Each line below is to be written out once more, precisely as given.

═══ Dataset extract

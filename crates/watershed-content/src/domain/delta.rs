//! Meter dimensions and raw meter deltas.

use std::iter::Sum;
use std::ops::Add;

use serde::{Deserialize, Serialize};

use super::roles::RoleMultiplier;

/// One of the three outcome gauges.
#[derive(Debug, Clone, Copy, PartialEq, Eq, Hash, Serialize, Deserialize)]
#[serde(rename_all = "snake_case")]
pub enum Meter {
    /// Delivered drinking-water quality.
    Water,
    /// Fairness of burdens and benefits across communities.
    Equity,
    /// Fiscal headroom; lower means more money spent.
    Cost,
}

impl Meter {
    /// All meters in display order.
    pub const ALL: [Meter; 3] = [Meter::Water, Meter::Equity, Meter::Cost];

    /// Human-readable label.
    #[must_use]
    pub const fn label(self) -> &'static str {
        match self {
            Meter::Water => "Water Quality",
            Meter::Equity => "Equity",
            Meter::Cost => "Cost",
        }
    }
}

/// A raw change to the three meters, before role weighting.
///
/// Content files may omit any dimension; omitted dimensions load as `0.0`
/// so arithmetic never has to special-case missing keys.
#[derive(Debug, Clone, Copy, PartialEq, Default, Serialize, Deserialize)]
pub struct MeterDelta {
    /// Change to water quality.
    #[serde(default)]
    pub water: f64,
    /// Change to equity.
    #[serde(default)]
    pub equity: f64,
    /// Change to cost.
    #[serde(default)]
    pub cost: f64,
}

impl MeterDelta {
    /// The delta that changes nothing.
    pub const ZERO: MeterDelta = MeterDelta {
        water: 0.0,
        equity: 0.0,
        cost: 0.0,
    };

    /// Builds a delta from its three components.
    #[must_use]
    pub const fn new(water: f64, equity: f64, cost: f64) -> Self {
        Self {
            water,
            equity,
            cost,
        }
    }

    /// Returns the component for `meter`.
    #[must_use]
    pub const fn get(&self, meter: Meter) -> f64 {
        match meter {
            Meter::Water => self.water,
            Meter::Equity => self.equity,
            Meter::Cost => self.cost,
        }
    }

    /// True when no component is NaN or infinite.
    #[must_use]
    pub fn is_finite(&self) -> bool {
        Meter::ALL.iter().all(|&meter| self.get(meter).is_finite())
    }

    /// Scales each component by the matching role factor.
    #[must_use]
    pub fn weighted(&self, multiplier: &RoleMultiplier) -> Self {
        Self {
            water: self.water * multiplier.water,
            equity: self.equity * multiplier.equity,
            cost: self.cost * multiplier.cost,
        }
    }
}

impl Add for MeterDelta {
    type Output = MeterDelta;

    fn add(self, rhs: MeterDelta) -> MeterDelta {
        MeterDelta {
            water: self.water + rhs.water,
            equity: self.equity + rhs.equity,
            cost: self.cost + rhs.cost,
        }
    }
}

impl Sum for MeterDelta {
    fn sum<I: Iterator<Item = MeterDelta>>(iter: I) -> Self {
        iter.fold(MeterDelta::ZERO, Add::add)
    }
}

impl<'a> Sum<&'a MeterDelta> for MeterDelta {
    fn sum<I: Iterator<Item = &'a MeterDelta>>(iter: I) -> Self {
        iter.copied().sum()
    }
}
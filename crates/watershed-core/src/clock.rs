//! Time source used to stamp session events.

use chrono::{DateTime, Utc};

/// Abstraction over wall-clock time so event timestamps are reproducible in tests.
pub trait Clock: Send + Sync {
    /// Returns the current instant.
    fn now(&self) -> DateTime<Utc>;
}

/// Production clock backed by the system clock.
#[derive(Debug, Clone, Copy, Default)]
pub struct SystemClock;

impl Clock for SystemClock {
    fn now(&self) -> DateTime<Utc> {
        Utc::now()
    }
}
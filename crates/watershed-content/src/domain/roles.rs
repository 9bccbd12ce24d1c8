//! Stakeholder roles and their meter multipliers.

use std::fmt;
use std::str::FromStr;

use serde::{Deserialize, Serialize};
use watershed_core::error::DomainError;

use super::delta::Meter;

/// The four stakeholder roles a player can take.
#[derive(Debug, Clone, Copy, PartialEq, Eq, Hash, PartialOrd, Ord, Serialize, Deserialize)]
#[serde(rename_all = "SCREAMING_SNAKE_CASE")]
pub enum RoleKey {
    /// City water department official.
    Nycdep,
    /// Watershed town supervisor.
    Town,
    /// Farmer implementing best management practices.
    Farmer,
    /// Environmental advocacy organization.
    Ngo,
}

impl RoleKey {
    /// Every role, in catalog order.
    pub const ALL: [RoleKey; 4] = [
        RoleKey::Nycdep,
        RoleKey::Town,
        RoleKey::Farmer,
        RoleKey::Ngo,
    ];

    /// The wire/content form of the key.
    #[must_use]
    pub const fn as_str(self) -> &'static str {
        match self {
            RoleKey::Nycdep => "NYCDEP",
            RoleKey::Town => "TOWN",
            RoleKey::Farmer => "FARMER",
            RoleKey::Ngo => "NGO",
        }
    }
}

impl fmt::Display for RoleKey {
    fn fmt(&self, f: &mut fmt::Formatter<'_>) -> fmt::Result {
        f.write_str(self.as_str())
    }
}

impl FromStr for RoleKey {
    type Err = DomainError;

    fn from_str(s: &str) -> Result<Self, Self::Err> {
        RoleKey::ALL
            .into_iter()
            .find(|role| role.as_str().eq_ignore_ascii_case(s.trim()))
            .ok_or_else(|| DomainError::Validation(format!("unknown role key: {s:?}")))
    }
}

/// Display content for a role.
#[derive(Debug, Clone, PartialEq, Serialize, Deserialize)]
pub struct RoleProfile {
    /// The role this profile describes.
    pub key: RoleKey,
    /// Display name.
    pub name: String,
    /// One-sentence description of the role's responsibilities.
    pub blurb: String,
    /// Short motto shown above each scenario.
    #[serde(default)]
    pub tagline: String,
}

fn unit_factor() -> f64 {
    1.0
}

/// Per-role scaling applied to every raw delta before it reaches the meters.
///
/// Omitted factors load as `1.0`.
#[derive(Debug, Clone, Copy, PartialEq, Serialize, Deserialize)]
pub struct RoleMultiplier {
    /// Factor applied to water-quality deltas.
    #[serde(default = "unit_factor")]
    pub water: f64,
    /// Factor applied to equity deltas.
    #[serde(default = "unit_factor")]
    pub equity: f64,
    /// Factor applied to cost deltas.
    #[serde(default = "unit_factor")]
    pub cost: f64,
}

impl RoleMultiplier {
    /// The multiplier that leaves deltas unchanged.
    pub const IDENTITY: RoleMultiplier = RoleMultiplier {
        water: 1.0,
        equity: 1.0,
        cost: 1.0,
    };

    /// Builds a multiplier from its three factors.
    #[must_use]
    pub const fn new(water: f64, equity: f64, cost: f64) -> Self {
        Self {
            water,
            equity,
            cost,
        }
    }

    /// Returns the factor for `meter`.
    #[must_use]
    pub const fn factor(&self, meter: Meter) -> f64 {
        match meter {
            Meter::Water => self.water,
            Meter::Equity => self.equity,
            Meter::Cost => self.cost,
        }
    }

    /// True when no factor is NaN or infinite.
    #[must_use]
    pub fn is_finite(&self) -> bool {
        Meter::ALL.iter().all(|&meter| self.factor(meter).is_finite())
    }
}

impl Default for RoleMultiplier {
    fn default() -> Self {
        Self::IDENTITY
    }
}

/// Whether content restricted to `allowed` roles is shown to `role`.
///
/// No restriction means visible to everyone; a restriction hides the item
/// from a player who has not picked a role yet.
pub(crate) fn visible_to(allowed: Option<&[RoleKey]>, role: Option<RoleKey>) -> bool {
    match (allowed, role) {
        (None, _) => true,
        (Some(allowed), Some(role)) => allowed.contains(&role),
        (Some(_), None) => false,
    }
}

══════

§ **Written answer**:
filename crates/watershed-content/src/domain/delta.rs
//! Meter dimensions and raw meter deltas.

use std::iter::Sum;
use std::ops::Add;

use serde::{Deserialize, Serialize};

use super::roles::RoleMultiplier;

/// One of the three outcome gauges.
#[derive(Debug, Clone, Copy, PartialEq, Eq, Hash, Serialize, Deserialize)]
#[serde(rename_all = "snake_case")]
pub enum Meter {
    /// Delivered drinking-water quality.
    Water,
    /// Fairness of burdens and benefits across communities.
    Equity,
    /// Fiscal headroom; lower means more money spent.
    Cost,
}

impl Meter {
    /// All meters in display order.
    pub const ALL: [Meter; 3] = [Meter::Water, Meter::Equity, Meter::Cost];

    /// Human-readable label.
    #[must_use]
    pub const fn label(self) -> &'static str {
        match self {
            Meter::Water => "Water Quality",
            Meter::Equity => "Equity",
            Meter::Cost => "Cost",
        }
    }
}

/// A raw change to the three meters, before role weighting.
///
/// Content files may omit any dimension; omitted dimensions load as `0.0`
/// so arithmetic never has to special-case missing keys.
#[derive(Debug, Clone, Copy, PartialEq, Default, Serialize, Deserialize)]
pub struct MeterDelta {
    /// Change to water quality.
    #[serde(default)]
    pub water: f64,
    /// Change to equity.
    #[serde(default)]
    pub equity: f64,
    /// Change to cost.
    #[serde(default)]
    pub cost: f64,
}

impl MeterDelta {
    /// The delta that changes nothing.
    pub const ZERO: MeterDelta = MeterDelta {
        water: 0.0,
        equity: 0.0,
        cost: 0.0,
    };

    /// Builds a delta from its three components.
    #[must_use]
    pub const fn new(water: f64, equity: f64, cost: f64) -> Self {
        Self {
            water,
            equity,
            cost,
        }
    }

    /// Returns the component for `meter`.
    #[must_use]
    pub const fn get(&self, meter: Meter) -> f64 {
        match meter {
            Meter::Water => self.water,
            Meter::Equity => self.equity,
            Meter::Cost => self.cost,
        }
    }

    /// True when no component is NaN or infinite.
    #[must_use]
    pub fn is_finite(&self) -> bool {
        Meter::ALL.iter().all(|&meter| self.get(meter).is_finite())
    }

    /// Scales each component by the matching role factor.
    #[must_use]
    pub fn weighted(&self, multiplier: &RoleMultiplier) -> Self {
        Self {
            water: self.water * multiplier.water,
            equity: self.equity * multiplier.equity,
            cost: self.cost * multiplier.cost,
        }
    }
}

impl Add for MeterDelta {
    type Output = MeterDelta;

    fn add(self, rhs: MeterDelta) -> MeterDelta {
        MeterDelta {
            water: self.water + rhs.water,
            equity: self.equity + rhs.equity,
            cost: self.cost + rhs.cost,
        }
    }
}

impl Sum for MeterDelta {
    fn sum<I: Iterator<Item = MeterDelta>>(iter: I) -> Self {
        iter.fold(MeterDelta::ZERO, Add::add)
    }
}

impl<'a> Sum<&'a MeterDelta> for MeterDelta {
    fn sum<I: Iterator<Item = &'a MeterDelta>>(iter: I) -> Self {
        iter.copied().sum()
    }
}
filename crates/watershed-core/src/clock.rs
//! Time source used to stamp session events.

use chrono::{DateTime, Utc};

/// Abstraction over wall-clock time so event timestamps are reproducible in tests.
pub trait Clock: Send + Sync {
    /// Returns the current instant.
    fn now(&self) -> DateTime<Utc>;
}

/// Production clock backed by the system clock.
#[derive(Debug, Clone, Copy, Default)]
pub struct SystemClock;

impl Clock for SystemClock {
    fn now(&self) -> DateTime<Utc> {
        Utc::now()
    }
}
filename crates/watershed-content/src/domain/roles.rs
repository 9bccbd12ce24d1c8
//! Stakeholder roles and their meter multipliers.

use std::fmt;
use std::str::FromStr;

use serde::{Deserialize, Serialize};
use watershed_core::error::DomainError;

use super::delta::Meter;

/// The four stakeholder roles a player can take.
#[derive(Debug, Clone, Copy, PartialEq, Eq, Hash, PartialOrd, Ord, Serialize, Deserialize)]
#[serde(rename_all = "SCREAMING_SNAKE_CASE")]
pub enum RoleKey {
    /// City water department official.
    Nycdep,
    /// Watershed town supervisor.
    Town,
    /// Farmer implementing best management practices.
    Farmer,
    /// Environmental advocacy organization.
    Ngo,
}

impl RoleKey {
    /// Every role, in catalog order.
    pub const ALL: [RoleKey; 4] = [
        RoleKey::Nycdep,
        RoleKey::Town,
        RoleKey::Farmer,
        RoleKey::Ngo,
    ];

    /// The wire/content form of the key.
    #[must_use]
    pub const fn as_str(self) -> &'static str {
        match self {
            RoleKey::Nycdep => "NYCDEP",
            RoleKey::Town => "TOWN",
            RoleKey::Farmer => "FARMER",
            RoleKey::Ngo => "NGO",
        }
    }
}

impl fmt::Display for RoleKey {
    fn fmt(&self, f: &mut fmt::Formatter<'_>) -> fmt::Result {
        f.write_str(self.as_str())
    }
}

impl FromStr for RoleKey {
    type Err = DomainError;

    fn from_str(s: &str) -> Result<Self, Self::Err> {
        RoleKey::ALL
            .into_iter()
            .find(|role| role.as_str().eq_ignore_ascii_case(s.trim()))
            .ok_or_else(|| DomainError::Validation(format!("unknown role key: {s:?}")))
    }
}

/// Display content for a role.
#[derive(Debug, Clone, PartialEq, Serialize, Deserialize)]
pub struct RoleProfile {
    /// The role this profile describes.
    pub key: RoleKey,
    /// Display name.
    pub name: String,
    /// One-sentence description of the role's responsibilities.
    pub blurb: String,
    /// Short motto shown above each scenario.
    #[serde(default)]
    pub tagline: String,
}

fn unit_factor() -> f64 {
    1.0
}

/// Per-role scaling applied to every raw delta before it reaches the meters.
///
/// Omitted factors load as `1.0`.
#[derive(Debug, Clone, Copy, PartialEq, Serialize, Deserialize)]
pub struct RoleMultiplier {
    /// Factor applied to water-quality deltas.
    #[serde(default = "unit_factor")]
    pub water: f64,
    /// Factor applied to equity deltas.
    #[serde(default = "unit_factor")]
    pub equity: f64,
    /// Factor applied to cost deltas.
    #[serde(default = "unit_factor")]
    pub cost: f64,
}

impl RoleMultiplier {
    /// The multiplier that leaves deltas unchanged.
    pub const IDENTITY: RoleMultiplier = RoleMultiplier {
        water: 1.0,
        equity: 1.0,
        cost: 1.0,
    };

    /// Builds a multiplier from its three factors.
    #[must_use]
    pub const fn new(water: f64, equity: f64, cost: f64) -> Self {
        Self {
            water,
            equity,
            cost,
        }
    }

    /// Returns the factor for `meter`.
    #[must_use]
    pub const fn factor(&self, meter: Meter) -> f64 {
        match meter {
            Meter::Water => self.water,
            Meter::Equity => self.equity,
            Meter::Cost => self.cost,
        }
    }

    /// True when no factor is NaN or infinite.
    #[must_use]
    pub fn is_finite(&self) -> bool {
        Meter::ALL.iter().all(|&meter| self.factor(meter).is_finite())
    }
}

impl Default for RoleMultiplier {
    fn default() -> Self {
        Self::IDENTITY
    }
}

/// Whether content restricted to `allowed` roles is shown to `role`.
///
/// No restriction means visible to everyone; a restriction hides the item
/// from a player who has not picked a role yet.
pub(crate) fn visible_to(allowed: Option<&[RoleKey]>, role: Option<RoleKey>) -> bool {
    match (allowed, role) {
        (None, _) => true,
        (Some(allowed), Some(role)) => allowed.contains(&role),
        (Some(_), None) => false,
    }
}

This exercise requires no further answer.